* _Saved entries_:
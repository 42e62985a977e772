//! `timechart span=<N><s|m|h|d> agg[, agg]... [by f]` (reducer).
//!
//! Rows are bucketed on the inherited date column (epoch milliseconds,
//! floored to the span). One row per bucket is emitted in ascending time
//! order, with one column per aggregate, or per `by` value when grouping:
//! the column is the `by` value itself for a single aggregate and
//! `alias:value` for several. Buckets that never saw a `by` value get the
//! aggregate's empty result (`0` for counts, `null` otherwise).

use std::collections::{BTreeMap, HashMap};

use logq_core::row::Row;
use logq_core::value::Value;

use crate::command::{Command, CommandCore};
use crate::commands::agg::{Acc, AggSpec};
use crate::error::{CommandError, Result};

pub const DEFAULT_TIME_COLUMN: &str = "_time";

/// Parse `30s`, `5m`, `1h`, `1d` into milliseconds.
pub fn parse_span(text: &str) -> Result<i64> {
    let text = text.trim();
    let split = text
        .find(|c: char| !c.is_ascii_digit())
        .unwrap_or(text.len());
    let (digits, unit) = text.split_at(split);
    let n: i64 = digits
        .parse()
        .map_err(|_| CommandError::Exec(format!("invalid span '{text}'")))?;
    let unit_ms = match unit {
        "s" | "" => 1_000,
        "m" => 60_000,
        "h" => 3_600_000,
        "d" => 86_400_000,
        _ => return Err(CommandError::Exec(format!("invalid span unit in '{text}'"))),
    };
    match n.checked_mul(unit_ms) {
        Some(ms) if ms > 0 => Ok(ms),
        _ => Err(CommandError::Exec(format!("span '{text}' must be positive"))),
    }
}

pub struct Timechart {
    core: CommandCore,
    span: String,
    span_ms: i64,
    aggs: Vec<AggSpec>,
    by: Option<String>,
    buckets: BTreeMap<i64, HashMap<String, Vec<Acc>>>,
    by_order: Vec<String>,
    skipped: u64,
}

impl Timechart {
    pub fn new(span: &str, aggs: Vec<AggSpec>, by: Option<String>) -> Result<Self> {
        let span_ms = parse_span(span)?;
        Ok(Self {
            core: CommandCore::new(),
            span: span.trim().to_string(),
            span_ms,
            aggs,
            by,
            buckets: BTreeMap::new(),
            by_order: Vec::new(),
            skipped: 0,
        })
    }

    pub fn span_ms(&self) -> i64 {
        self.span_ms
    }

    /// Rows dropped for lacking a usable timestamp.
    pub fn skipped(&self) -> u64 {
        self.skipped
    }

    fn time_column(&self) -> String {
        self.core
            .date_column()
            .unwrap_or(DEFAULT_TIME_COLUMN)
            .to_string()
    }

    fn column_name(&self, spec: &AggSpec, by_value: &str) -> String {
        match (&self.by, self.aggs.len()) {
            (None, _) => spec.alias.clone(),
            (Some(_), 1) => by_value.to_string(),
            (Some(_), _) => format!("{}:{by_value}", spec.alias),
        }
    }
}

impl Command for Timechart {
    fn name(&self) -> &'static str {
        "timechart"
    }

    fn core(&self) -> &CommandCore {
        &self.core
    }

    fn core_mut(&mut self) -> &mut CommandCore {
        &mut self.core
    }

    fn is_reducer(&self) -> bool {
        true
    }

    fn push(&mut self, mut row: Row) -> Result<()> {
        let ts = self
            .core
            .date_column()
            .and_then(|col| self.core.resolve(&mut row, col))
            .and_then(|v| v.as_i64());
        let Some(bucket) = ts.and_then(|ts| ts.checked_sub(ts.rem_euclid(self.span_ms))) else {
            self.skipped += 1;
            return Ok(());
        };

        let by_value = match &self.by {
            Some(f) => self
                .core
                .resolve(&mut row, f)
                .unwrap_or(Value::Null)
                .to_string(),
            None => String::new(),
        };
        if self.by.is_some() && !self.by_order.contains(&by_value) {
            self.by_order.push(by_value.clone());
        }

        let values: Vec<Option<Value>> = self
            .aggs
            .iter()
            .map(|a| a.field.as_ref().and_then(|f| self.core.resolve(&mut row, f)))
            .collect();
        let aggs = &self.aggs;
        let accs = self
            .buckets
            .entry(bucket)
            .or_default()
            .entry(by_value)
            .or_insert_with(|| aggs.iter().map(AggSpec::accumulator).collect());
        for (acc, v) in accs.iter_mut().zip(values.iter()) {
            acc.update(v.as_ref());
        }
        Ok(())
    }

    fn on_eof(&mut self) -> Result<()> {
        let time_col = self.time_column();
        let buckets = std::mem::take(&mut self.buckets);
        let by_values: Vec<String> = if self.by.is_some() {
            self.by_order.clone()
        } else {
            vec![String::new()]
        };
        tracing::debug!(buckets = buckets.len(), skipped = self.skipped, "timechart emit");

        for (bucket, cells) in buckets {
            if self.core.next_ended() {
                break;
            }
            let mut out = Row::new();
            out.insert(time_col.clone(), Value::Int(bucket));
            for by_value in &by_values {
                let accs = cells.get(by_value);
                for (i, spec) in self.aggs.iter().enumerate() {
                    let value = match accs {
                        Some(accs) => accs[i].finish(),
                        None => spec.accumulator().finish(),
                    };
                    out.insert(self.column_name(spec, by_value), value);
                }
            }
            self.core.write(out)?;
        }
        Ok(())
    }

    fn describe(&self) -> String {
        let aggs: Vec<String> = self.aggs.iter().map(|a| a.to_string()).collect();
        let mut s = format!("timechart span={} {}", self.span, aggs.join(", "));
        if let Some(by) = &self.by {
            s.push_str(" by ");
            s.push_str(by);
        }
        s
    }
}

* _Work task_: Your job is to restate all of the data word for word.

* _Your solution_:
repository 42e62985a977e772
//! `timechart span=<N><s|m|h|d> agg[, agg]... [by f]` (reducer).
//!
//! Rows are bucketed on the inherited date column (epoch milliseconds,
//! floored to the span). One row per bucket is emitted in ascending time
//! order, with one column per aggregate, or per `by` value when grouping:
//! the column is the `by` value itself for a single aggregate and
//! `alias:value` for several. Buckets that never saw a `by` value get the
//! aggregate's empty result (`0` for counts, `null` otherwise).

use std::collections::{BTreeMap, HashMap};

use logq_core::row::Row;
use logq_core::value::Value;

use crate::command::{Command, CommandCore};
use crate::commands::agg::{Acc, AggSpec};
use crate::error::{CommandError, Result};

pub const DEFAULT_TIME_COLUMN: &str = "_time";

/// Parse `30s`, `5m`, `1h`, `1d` into milliseconds.
pub fn parse_span(text: &str) -> Result<i64> {
    let text = text.trim();
    let split = text
        .find(|c: char| !c.is_ascii_digit())
        .unwrap_or(text.len());
    let (digits, unit) = text.split_at(split);
    let n: i64 = digits
        .parse()
        .map_err(|_| CommandError::Exec(format!("invalid span '{text}'")))?;
    let unit_ms = match unit {
        "s" | "" => 1_000,
        "m" => 60_000,
        "h" => 3_600_000,
        "d" => 86_400_000,
        _ => return Err(CommandError::Exec(format!("invalid span unit in '{text}'"))),
    };
    match n.checked_mul(unit_ms) {
        Some(ms) if ms > 0 => Ok(ms),
        _ => Err(CommandError::Exec(format!("span '{text}' must be positive"))),
    }
}

pub struct Timechart {
    core: CommandCore,
    span: String,
    span_ms: i64,
    aggs: Vec<AggSpec>,
    by: Option<String>,
    buckets: BTreeMap<i64, HashMap<String, Vec<Acc>>>,
    by_order: Vec<String>,
    skipped: u64,
}

impl Timechart {
    pub fn new(span: &str, aggs: Vec<AggSpec>, by: Option<String>) -> Result<Self> {
        let span_ms = parse_span(span)?;
        Ok(Self {
            core: CommandCore::new(),
            span: span.trim().to_string(),
            span_ms,
            aggs,
            by,
            buckets: BTreeMap::new(),
            by_order: Vec::new(),
            skipped: 0,
        })
    }

    pub fn span_ms(&self) -> i64 {
        self.span_ms
    }

    /// Rows dropped for lacking a usable timestamp.
    pub fn skipped(&self) -> u64 {
        self.skipped
    }

    fn time_column(&self) -> String {
        self.core
            .date_column()
            .unwrap_or(DEFAULT_TIME_COLUMN)
            .to_string()
    }

    fn column_name(&self, spec: &AggSpec, by_value: &str) -> String {
        match (&self.by, self.aggs.len()) {
            (None, _) => spec.alias.clone(),
            (Some(_), 1) => by_value.to_string(),
            (Some(_), _) => format!("{}:{by_value}", spec.alias),
        }
    }
}

impl Command for Timechart {
    fn name(&self) -> &'static str {
        "timechart"
    }

    fn core(&self) -> &CommandCore {
        &self.core
    }

    fn core_mut(&mut self) -> &mut CommandCore {
        &mut self.core
    }

    fn is_reducer(&self) -> bool {
        true
    }

    fn push(&mut self, mut row: Row) -> Result<()> {
        let ts = self
            .core
            .date_column()
            .and_then(|col| self.core.resolve(&mut row, col))
            .and_then(|v| v.as_i64());
        let Some(bucket) = ts.and_then(|ts| ts.checked_sub(ts.rem_euclid(self.span_ms))) else {
            self.skipped += 1;
            return Ok(());
        };

        let by_value = match &self.by {
            Some(f) => self
                .core
                .resolve(&mut row, f)
                .unwrap_or(Value::Null)
                .to_string(),
            None => String::new(),
        };
        if self.by.is_some() && !self.by_order.contains(&by_value) {
            self.by_order.push(by_value.clone());
        }

        let values: Vec<Option<Value>> = self
            .aggs
            .iter()
            .map(|a| a.field.as_ref().and_then(|f| self.core.resolve(&mut row, f)))
            .collect();
        let aggs = &self.aggs;
        let accs = self
            .buckets
            .entry(bucket)
            .or_default()
            .entry(by_value)
            .or_insert_with(|| aggs.iter().map(AggSpec::accumulator).collect());
        for (acc, v) in accs.iter_mut().zip(values.iter()) {
            acc.update(v.as_ref());
        }
        Ok(())
    }

    fn on_eof(&mut self) -> Result<()> {
        let time_col = self.time_column();
        let buckets = std::mem::take(&mut self.buckets);
        let by_values: Vec<String> = if self.by.is_some() {
            self.by_order.clone()
        } else {
            vec![String::new()]
        };
        tracing::debug!(buckets = buckets.len(), skipped = self.skipped, "timechart emit");

        for (bucket, cells) in buckets {
            if self.core.next_ended() {
                break;
            }
            let mut out = Row::new();
            out.insert(time_col.clone(), Value::Int(bucket));
            for by_value in &by_values {
                let accs = cells.get(by_value);
                for (i, spec) in self.aggs.iter().enumerate() {
                    let value = match accs {
                        Some(accs) => accs[i].finish(),
                        None => spec.accumulator().finish(),
                    };
                    out.insert(self.column_name(spec, by_value), value);
                }
            }
            self.core.write(out)?;
        }
        Ok(())
    }

    fn describe(&self) -> String {
        let aggs: Vec<String> = self.aggs.iter().map(|a| a.to_string()).collect();
        let mut s = format!("timechart span={} {}", self.span, aggs.join(", "));
        if let Some(by) = &self.by {
            s.push_str(" by ");
            s.push_str(by);
        }
        s
    }
}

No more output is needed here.